What you are asked to do: The lines from the start of the data up to and including the one with "of a session." should be returned exactly, and nothing else.

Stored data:

+++++

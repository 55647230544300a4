//! Session and player records, and the two state machines' states.

use std::collections::BTreeSet;
use std::fmt;

use serde::{Deserialize, Serialize};
use shutbox_protocol::{PlayerId, SessionId, UserId};

use crate::GameError;
use crate::validator::tile_sum;

// ---------------------------------------------------------------------------
// SessionStatus
// ---------------------------------------------------------------------------

/// The lifecycle state of a session.
///
/// Transitions are strictly ordered and never reverse:
///
/// ```text
/// Waiting → Playing → Finished
/// ```
#[derive(Debug, Clone, Copy, PartialEq, Eq, Serialize, Deserialize)]
#[serde(rename_all = "snake_case")]
pub enum SessionStatus {
    Waiting,
    Playing,
    Finished,
}

impl SessionStatus {
    /// Returns `true` if players may still join or leave.
    pub fn is_joinable(&self) -> bool {
        matches!(self, Self::Waiting)
    }

    /// Returns `true` until a winner has been declared.
    pub fn is_open(&self) -> bool {
        !matches!(self, Self::Finished)
    }
}

impl fmt::Display for SessionStatus {
    fn fmt(&self, f: &mut fmt::Formatter<'_>) -> fmt::Result {
        match self {
            Self::Waiting => write!(f, "waiting"),
            Self::Playing => write!(f, "playing"),
            Self::Finished => write!(f, "finished"),
        }
    }
}

// ---------------------------------------------------------------------------
// RoundPhase
// ---------------------------------------------------------------------------

/// Where the current round stands.
///
/// ```text
///            roll               all acted
/// Rolling ─────────→ Flipping ────────────→ Rolling
///                       │
///                       │ box shut / all out
///                       ▼
///                   RoundEnd ──(advance)──→ Rolling
///                       │
///                       │ score limit reached
///                       ▼
///                   Finished
/// ```
///
/// `Waiting` only exists before the first round starts.
#[derive(Debug, Clone, Copy, PartialEq, Eq, Serialize, Deserialize)]
#[serde(rename_all = "snake_case")]
pub enum RoundPhase {
    Waiting,
    Rolling,
    Flipping,
    RoundEnd,
    Finished,
}

impl fmt::Display for RoundPhase {
    fn fmt(&self, f: &mut fmt::Formatter<'_>) -> fmt::Result {
        match self {
            Self::Waiting => write!(f, "waiting"),
            Self::Rolling => write!(f, "rolling"),
            Self::Flipping => write!(f, "flipping"),
            Self::RoundEnd => write!(f, "round_end"),
            Self::Finished => write!(f, "finished"),
        }
    }
}

// ---------------------------------------------------------------------------
// Player
// ---------------------------------------------------------------------------

/// One participant in one session.
#[derive(Debug, Clone, PartialEq, Eq, Serialize, Deserialize)]
pub struct Player {
    pub id: PlayerId,
    pub session_id: SessionId,
    pub user_id: UserId,
    /// Open tiles, a subset of `1..=max_tiles`.
    pub tiles_remaining: BTreeSet<u8>,
    /// Cumulative score across finished rounds. Lower is better.
    pub score: u32,
    /// Score for the current round, fixed when the player passes or the
    /// round resolves.
    pub round_score: u32,
    /// Set once the player passes; stays set until the next round.
    pub is_out: bool,
    /// Set once the player flips or passes after the latest roll.
    pub has_submitted: bool,
}

impl Player {
    pub(crate) fn new(id: PlayerId, session_id: SessionId, user_id: UserId, max_tiles: u8) -> Self {
        Self {
            id,
            session_id,
            user_id,
            tiles_remaining: full_box(max_tiles),
            score: 0,
            round_score: 0,
            is_out: false,
            has_submitted: false,
        }
    }

    /// Returns `true` once the player has no open tiles.
    pub fn has_shut_box(&self) -> bool {
        self.tiles_remaining.is_empty()
    }

    /// Sum of the player's open tiles.
    pub fn tiles_total(&self) -> u32 {
        tile_sum(&self.tiles_remaining)
    }

    /// Restores a full box and clears every per-round flag.
    pub(crate) fn reset_for_round(&mut self, max_tiles: u8) {
        self.tiles_remaining = full_box(max_tiles);
        self.round_score = 0;
        self.is_out = false;
        self.has_submitted = false;
    }
}

pub(crate) fn full_box(max_tiles: u8) -> BTreeSet<u8> {
    (1..=max_tiles).collect()
}

// ---------------------------------------------------------------------------
// Session
// ---------------------------------------------------------------------------

/// The complete state of one game: settings, lifecycle, the current
/// round, and every player in join order.
///
/// This is the unit of exclusive access. The coordinator clones it,
/// applies one transition, persists the clone, and only then swaps it
/// in.
#[derive(Debug, Clone, PartialEq, Eq, Serialize, Deserialize)]
pub struct Session {
    pub id: SessionId,
    pub name: String,
    pub max_tiles: u8,
    pub max_players: u8,
    pub created_by: UserId,
    pub status: SessionStatus,
    pub round_phase: RoundPhase,
    /// 0 before the game starts; 1 for the first round.
    pub current_round: u32,
    /// Die faces of the latest roll; 0 means not rolled this turn.
    pub dice1: u8,
    pub dice2: u8,
    pub winner_id: Option<PlayerId>,
    pub players: Vec<Player>,
}

impl Session {
    /// Sum of the current dice.
    pub fn dice_total(&self) -> u32 {
        u32::from(self.dice1) + u32::from(self.dice2)
    }

    pub fn is_creator(&self, user: UserId) -> bool {
        self.created_by == user
    }

    pub fn player_by_user(&self, user: UserId) -> Option<&Player> {
        self.players.iter().find(|p| p.user_id == user)
    }

    pub fn winner(&self) -> Option<&Player> {
        let winner = self.winner_id?;
        self.players.iter().find(|p| p.id == winner)
    }

    pub(crate) fn player_index(&self, user: UserId) -> Result<usize, GameError> {
        self.players
            .iter()
            .position(|p| p.user_id == user)
            .ok_or(GameError::PlayerNotFound(user))
    }

    pub(crate) fn require_status(&self, expected: SessionStatus) -> Result<(), GameError> {
        if self.status != expected {
            return Err(GameError::WrongStatus {
                expected,
                actual: self.status,
            });
        }
        Ok(())
    }

    pub(crate) fn require_phase(&self, expected: RoundPhase) -> Result<(), GameError> {
        if self.round_phase != expected {
            return Err(GameError::WrongPhase {
                expected,
                actual: self.round_phase,
            });
        }
        Ok(())
    }

    pub(crate) fn require_creator(&self, user: UserId) -> Result<(), GameError> {
        if !self.is_creator(user) {
            return Err(GameError::NotCreator(user));
        }
        Ok(())
    }
}
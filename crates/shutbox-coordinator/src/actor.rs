//! Session actor: an isolated Tokio task that owns one session.
//!
//! The actor is the session's exclusive-access region. Commands arrive on
//! a bounded mpsc channel and are handled one at a time, so two players
//! acting in the same turn are applied in arrival order and the turn-end
//! check after each one sees the state the previous one committed.
//!
//! Reads don't go through the channel at all. After every commit the
//! actor publishes a clone of the session on a `watch` channel, and
//! [`SessionHandle::snapshot`] just clones the latest value.
//!
//! An actor stops after a shutdown request, after its session is
//! disbanded, and after the commit that finishes the game. Once it has
//! stopped its mailbox is closed, so nothing can be applied to the
//! session except by a fresh actor started from the stored record.

use std::sync::Arc;

use shutbox_game::{Action, DiceSource, Outcome, RulesConfig, Session, SessionStatus};
use shutbox_protocol::{SessionId, UserId};
use tokio::sync::{mpsc, oneshot, watch};

use crate::{CoordinatorError, SessionStore};

/// What the actor committed for an accepted action.
#[derive(Debug)]
pub(crate) enum Committed {
    /// The new state, already persisted and published.
    Updated(Session),
    /// The session was deleted; the actor has stopped.
    Disbanded,
}

/// Commands sent to a session actor through its channel.
///
/// `reply` is a oneshot "reply channel": the caller sends the command
/// and waits on it for the result.
pub(crate) enum Command {
    /// Apply one action on behalf of `actor`.
    Apply {
        actor: UserId,
        action: Action,
        reply: oneshot::Sender<Result<Committed, CoordinatorError>>,
    },

    /// Stop the actor, leaving the stored record in place. Commands
    /// queued behind this one are rejected, not applied.
    Shutdown,
}

/// Handle to a running session actor.
///
/// Cheap to clone: an mpsc sender plus a watch receiver. The coordinator
/// holds one per session and hands out clones so no registry lock is
/// held while waiting on an actor.
#[derive(Clone)]
pub struct SessionHandle {
    session_id: SessionId,
    sender: mpsc::Sender<Command>,
    snapshot: watch::Receiver<Session>,
}

impl SessionHandle {
    /// Returns the session's id.
    pub fn session_id(&self) -> SessionId {
        self.session_id
    }

    /// Latest committed state, without waiting on the actor.
    pub fn snapshot(&self) -> Session {
        self.snapshot.borrow().clone()
    }

    /// Reads a field of the latest committed state without cloning it.
    pub(crate) fn peek<T>(&self, f: impl FnOnce(&Session) -> T) -> T {
        f(&self.snapshot.borrow())
    }

    pub(crate) async fn apply(
        &self,
        actor: UserId,
        action: Action,
    ) -> Result<Committed, CoordinatorError> {
        let (reply_tx, reply_rx) = oneshot::channel();
        self.sender
            .send(Command::Apply {
                actor,
                action,
                reply: reply_tx,
            })
            .await
            .map_err(|_| CoordinatorError::Unavailable(self.session_id))?;
        reply_rx
            .await
            .map_err(|_| CoordinatorError::Unavailable(self.session_id))?
    }

    /// Asks the actor to stop and waits until it has.
    ///
    /// Commands queued ahead of the request are applied and persisted
    /// first. When this returns, the actor will never write to the store
    /// again.
    pub(crate) async fn shutdown(&self) {
        // A failed send means the actor is already stopping.
        let _ = self.sender.send(Command::Shutdown).await;
        self.sender.closed().await;
    }

    /// Whether both handles lead to the same actor.
    pub(crate) fn same_actor(&self, other: &SessionHandle) -> bool {
        self.sender.same_channel(&other.sender)
    }
}

/// The internal actor state. Runs inside a Tokio task.
struct SessionActor<S: SessionStore> {
    session: Session,
    dice: Box<dyn DiceSource>,
    rules: RulesConfig,
    store: Arc<S>,
    published: watch::Sender<Session>,
    receiver: mpsc::Receiver<Command>,
}

impl<S: SessionStore> SessionActor<S> {
    /// Runs the actor loop until shutdown, disbandment, or the end of the
    /// game.
    async fn run(mut self) {
        let session_id = self.session.id;
        tracing::debug!(%session_id, "session actor started");

        while let Some(cmd) = self.receiver.recv().await {
            match cmd {
                Command::Apply {
                    actor,
                    action,
                    reply,
                } => {
                    let result = self.handle_apply(actor, action).await;
                    let done = match &result {
                        Ok(Committed::Disbanded) => true,
                        Ok(Committed::Updated(session)) => {
                            session.status == SessionStatus::Finished
                        }
                        Err(_) => false,
                    };
                    let _ = reply.send(result);
                    if done {
                        self.reject_queued();
                        break;
                    }
                }
                Command::Shutdown => {
                    tracing::info!(%session_id, "session actor shutting down");
                    self.reject_queued();
                    break;
                }
            }
        }

        tracing::debug!(%session_id, "session actor stopped");
    }

    /// Closes the mailbox and answers everything still in it with
    /// `Unavailable`.
    fn reject_queued(&mut self) {
        let session_id = self.session.id;
        self.receiver.close();
        while let Ok(cmd) = self.receiver.try_recv() {
            if let Command::Apply { reply, .. } = cmd {
                let _ = reply.send(Err(CoordinatorError::Unavailable(session_id)));
            }
        }
    }

    /// Applies the action to a copy, persists the copy, and only then
    /// makes it the current state. Any error leaves `self.session` as it
    /// was.
    async fn handle_apply(
        &mut self,
        actor: UserId,
        action: Action,
    ) -> Result<Committed, CoordinatorError> {
        let session_id = self.session.id;
        let name = action.name();

        let mut next = self.session.clone();
        let outcome = match next.apply(actor, action, self.dice.as_mut(), &self.rules) {
            Ok(outcome) => outcome,
            Err(err) => {
                tracing::debug!(%session_id, %actor, action = name, error = %err, "action rejected");
                return Err(err.into());
            }
        };

        match outcome {
            Outcome::Disbanded => {
                self.store.delete(session_id).await?;
                tracing::info!(%session_id, %actor, "session disbanded");
                Ok(Committed::Disbanded)
            }
            Outcome::Updated => {
                self.store.save(&next).await?;
                self.session = next;
                self.published.send_replace(self.session.clone());
                tracing::debug!(
                    %session_id,
                    %actor,
                    action = name,
                    phase = %self.session.round_phase,
                    "action committed"
                );
                Ok(Committed::Updated(self.session.clone()))
            }
        }
    }
}

/// Spawns an actor for an already-persisted session and returns its handle.
///
/// `channel_size` bounds the mailbox; when it fills, senders wait.
pub(crate) fn spawn_session<S: SessionStore>(
    session: Session,
    dice: Box<dyn DiceSource>,
    rules: RulesConfig,
    store: Arc<S>,
    channel_size: usize,
) -> SessionHandle {
    let (tx, rx) = mpsc::channel(channel_size.max(1));
    let session_id = session.id;
    let (published, snapshot) = watch::channel(session.clone());

    let actor = SessionActor {
        session,
        dice,
        rules,
        store,
        published,
        receiver: rx,
    };

    tokio::spawn(actor.run());

    SessionHandle {
        session_id,
        sender: tx,
        snapshot,
    }
}
//! Identity types shared by every Shutbox layer.
//!
//! All three ids are "newtype wrappers" around `u64`. They cost nothing
//! at runtime but make signatures like `fn join(session: SessionId,
//! user: UserId)` impossible to call with the arguments swapped.
//!
//! `#[serde(transparent)]` keeps the JSON form a plain number, so
//! `SessionId(42)` is stored and rendered as `42`.

use std::fmt;

use serde::{Deserialize, Serialize};

/// Identifies one game session, from creation to completion.
#[derive(
    Debug, Clone, Copy, PartialEq, Eq, PartialOrd, Ord, Hash, Serialize, Deserialize,
)]
#[serde(transparent)]
pub struct SessionId(pub u64);

impl fmt::Display for SessionId {
    fn fmt(&self, f: &mut fmt::Formatter<'_>) -> fmt::Result {
        write!(f, "S-{}", self.0)
    }
}

/// Identifies a participant record inside a session.
///
/// A user who plays in three sessions owns three distinct `PlayerId`s.
#[derive(
    Debug, Clone, Copy, PartialEq, Eq, PartialOrd, Ord, Hash, Serialize, Deserialize,
)]
#[serde(transparent)]
pub struct PlayerId(pub u64);

impl fmt::Display for PlayerId {
    fn fmt(&self, f: &mut fmt::Formatter<'_>) -> fmt::Result {
        write!(f, "P-{}", self.0)
    }
}

/// The authenticated identity supplied by the identity provider.
///
/// Shutbox never authenticates; it trusts whatever `UserId` the caller
/// hands it for the current request.
#[derive(
    Debug, Clone, Copy, PartialEq, Eq, PartialOrd, Ord, Hash, Serialize, Deserialize,
)]
#[serde(transparent)]
pub struct UserId(pub u64);

impl fmt::Display for UserId {
    fn fmt(&self, f: &mut fmt::Formatter<'_>) -> fmt::Result {
        write!(f, "U-{}", self.0)
    }
}
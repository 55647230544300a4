//! Shared vocabulary for Shutbox.
//!
//! This crate holds the pieces every other layer agrees on:
//!
//! - **Identity types** ([`SessionId`], [`PlayerId`], [`UserId`]):
//!   newtypes so a session id can never be passed where a user id is
//!   expected.
//! - **Codec** ([`Codec`] trait, [`JsonCodec`]): how engine snapshots
//!   are turned into bytes for storage or presentation.
//! - **Errors** ([`ProtocolError`]): what can go wrong while encoding
//!   or decoding.
//!
//! ```text
//! Coordinator (actors) → Game (rules) → Protocol (ids, codec)
//! ```

mod codec;
mod error;
mod types;

pub use codec::Codec;
#[cfg(feature = "json")]
pub use codec::JsonCodec;
pub use error::ProtocolError;
pub use types::{PlayerId, SessionId, UserId};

+++++

Solution below:
repository 55647230544300a4
//! Session and player records, and the two state machines' states.

use std::collections::BTreeSet;
use std::fmt;

use serde::{Deserialize, Serialize};
use shutbox_protocol::{PlayerId, SessionId, UserId};

use crate::GameError;
use crate::validator::tile_sum;

// ---------------------------------------------------------------------------
// SessionStatus
// ---------------------------------------------------------------------------

/// The lifecycle state of a session.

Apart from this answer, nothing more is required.